Heat shock protein 90 (HSP90) inhibitors have been suggested as suitable therapeutic agents for NETs, as well as a potential radiosensitizers. Consequently, the aim of this study was to investigate whether the HSP90‑inhibitor
onalespib could reduce NET cell growth and act as a radiosensitizer when used in combination with 177Lu‑DOTATATE. The NET cell lines BON, NCI‑H727 and NCI‑H460, were first characterized with regards to 177Lu‑DOTATATE uptake and sensitivity to
onalespib treatment in monolayer cell assays. The growth inhibitory effects of the monotherapies and combination treatments were then examined in three‑dimensional multicellular
tumor spheroids. Lastly, the molecular effects of the treatments were assessed. 177Lu‑DOTATATE uptake was observed in the BON and NCI‑H727 cells, while the NCI‑H460 cells exhibited no detectable uptake. Accordingly, 177Lu‑DOTATATE reduced the growth of BON and NCI‑H727 spheroids, while no effect was observed in the NCI‑H460 spheroids.
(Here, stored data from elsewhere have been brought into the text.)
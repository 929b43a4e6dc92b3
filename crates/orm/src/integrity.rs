//! Referential Integrity Guard - Pre-delete cascade enforcement
//!
//! Before a parent object is removed, every reference mapping touching its
//! model is checked strictly in sequence. Mappings are independent: a
//! failure on mapping N does not roll back cascades already committed for
//! earlier mappings. Callers wrap the whole delete externally when
//! atomicity across mappings is required.

use async_trait::async_trait;
use serde_json::Value;
use tracing::debug;

use crate::context::DataContext;
use crate::error::{OrmError, OrmResult};
use crate::events::DataListener;
use crate::query::QueryBuilder;
use crate::schema::{AssociationDescriptor, AssociationKind, CascadeRule, ModelDef};
use crate::store::{ObjectState, Record};

/// Listener enforcing cascade rules ahead of the store delete
pub struct ReferentialIntegrityGuard;

impl ReferentialIntegrityGuard {
    /// Enforce every reference mapping touching `model` for one object
    /// about to be removed
    pub async fn enforce(
        &self,
        context: &DataContext,
        model: &ModelDef,
        object: &Record,
    ) -> OrmResult<()> {
        if model.key_of(object).is_none() {
            return Ok(()); // never persisted, nothing can reference it
        }

        for mapping in context.registry().mappings_referencing(&model.name) {
            match mapping.kind {
                AssociationKind::Association => {
                    self.enforce_association(context, model, object, &mapping)
                        .await?;
                }
                AssociationKind::Junction => {
                    self.enforce_junction(context, model, object, &mapping)
                        .await?;
                }
            }
        }
        Ok(())
    }

    /// Association where the removed model is the referenced parent:
    /// count children, then block, null, or delete them per the cascade
    /// rule.
    async fn enforce_association(
        &self,
        context: &DataContext,
        model: &ModelDef,
        object: &Record,
        mapping: &AssociationDescriptor,
    ) -> OrmResult<()> {
        let key = match object.get(&mapping.parent_field).filter(|v| !v.is_null()) {
            Some(key) => key.clone(),
            None => return Ok(()),
        };
        let child_name = mapping
            .child_model
            .as_deref()
            .ok_or_else(|| mapping.configuration_error("associations require a child model"))?;
        let child = context
            .registry()
            .get(child_name)
            .ok_or_else(|| mapping.configuration_error("child model is not registered"))?;

        let mut children = context
            .store()
            .query(
                &QueryBuilder::new()
                    .select("*")
                    .from(child.source.as_str())
                    .where_eq(mapping.child_field.as_str(), key),
            )
            .await?;
        if children.is_empty() {
            return Ok(());
        }

        match mapping.cascade {
            CascadeRule::None => Err(OrmError::ReferentialIntegrity {
                model: child.name.clone(),
                attribute: mapping.child_field.clone(),
            }),
            CascadeRule::Null | CascadeRule::Default => {
                debug!(
                    model = %model.name,
                    child = %child.name,
                    rows = children.len(),
                    "cascade: nulling referencing keys"
                );
                for row in children.iter_mut() {
                    row.insert(mapping.child_field.clone(), Value::Null);
                    ObjectState::mark(row, ObjectState::Update);
                }
                context.store().save(&child, &mut children).await
            }
            CascadeRule::Delete => {
                debug!(
                    model = %model.name,
                    child = %child.name,
                    rows = children.len(),
                    "cascade: removing referencing rows"
                );
                context.store().remove(&child, &children).await
            }
        }
    }

    /// Junction touching the removed model on either side: block on
    /// `None`, otherwise remove the junction rows. Relation existence is
    /// binary, so the null and delete cascades coincide here.
    async fn enforce_junction(
        &self,
        context: &DataContext,
        model: &ModelDef,
        object: &Record,
        mapping: &AssociationDescriptor,
    ) -> OrmResult<()> {
        let adapter = mapping.adapter.as_deref().ok_or_else(|| {
            mapping.configuration_error("junction relations require a backing adapter")
        })?;

        // Which side of the junction is being removed decides the filter
        // column and the key attribute on the object.
        let (key_field, filter_column) = if mapping.parent_model == model.name {
            (&mapping.parent_field, &mapping.object_field)
        } else {
            (&mapping.child_field, &mapping.value_field)
        };
        let key = match object.get(key_field).filter(|v| !v.is_null()) {
            Some(key) => key.clone(),
            None => return Ok(()),
        };

        let link = context.registry().get_or_create(adapter, || {
            mapping.junction_definition_named(adapter)
        });
        let rows = context
            .store()
            .query(
                &QueryBuilder::new()
                    .select("*")
                    .from(adapter)
                    .where_eq(filter_column.as_str(), key),
            )
            .await?;
        if rows.is_empty() {
            return Ok(());
        }

        match mapping.cascade {
            CascadeRule::None => Err(OrmError::ReferentialIntegrity {
                model: mapping
                    .child_model
                    .clone()
                    .unwrap_or_else(|| adapter.to_string()),
                attribute: mapping.attribute_name().to_string(),
            }),
            CascadeRule::Null | CascadeRule::Default | CascadeRule::Delete => {
                debug!(
                    model = %model.name,
                    adapter = %adapter,
                    rows = rows.len(),
                    "cascade: removing junction rows"
                );
                context.store().remove(&link, &rows).await
            }
        }
    }
}

#[async_trait]
impl DataListener for ReferentialIntegrityGuard {
    async fn before_remove(
        &self,
        context: &DataContext,
        model: &ModelDef,
        object: &Record,
    ) -> OrmResult<()> {
        self.enforce(context, model, object).await
    }
}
Onalespib reduced cell viability and spheroid growth in all three cell lines. Furthermore, the combination of
onalespib and 177Lu‑DOTATATE exerted synergistic
therapeutic effects on the BON and NCI‑H727 spheroids. Western blot analysis of BON spheroids revealed the downregulation of
epidermal growth factor receptor (EGFR) and the upregulation of γ H2A
histone family member X (γH2AX) following combined treatment with
onalespib and 177Lu‑DOTATATE. Moreover, flow cytometric analyses revealed a two‑fold increase in
caspase 3/7 activity in the combination group. In conclusion, the findings of this study demonstrate that
onalespib exerts antitumorigenic effects on NET cells and may thus be a feasible treatment option for NETs. Furthermore,
onalespib was able to synergistically potentiate 177Lu‑DOTATATE treatment in a SSTR‑specific manner. The radiosensitizing mechanisms of
onalespib involved the downregulation of EGFR expression and the induction of apoptosis. Consequently, the combination of
onalespib and 177Lu‑DOTATATE may prove to be a promising strategy with which to improve therapeutic responses in patients with NETs. Further studies investigating this strategy in vivo regarding the
therapeutic effects and potential toxicities are warranted to expand these promising findings.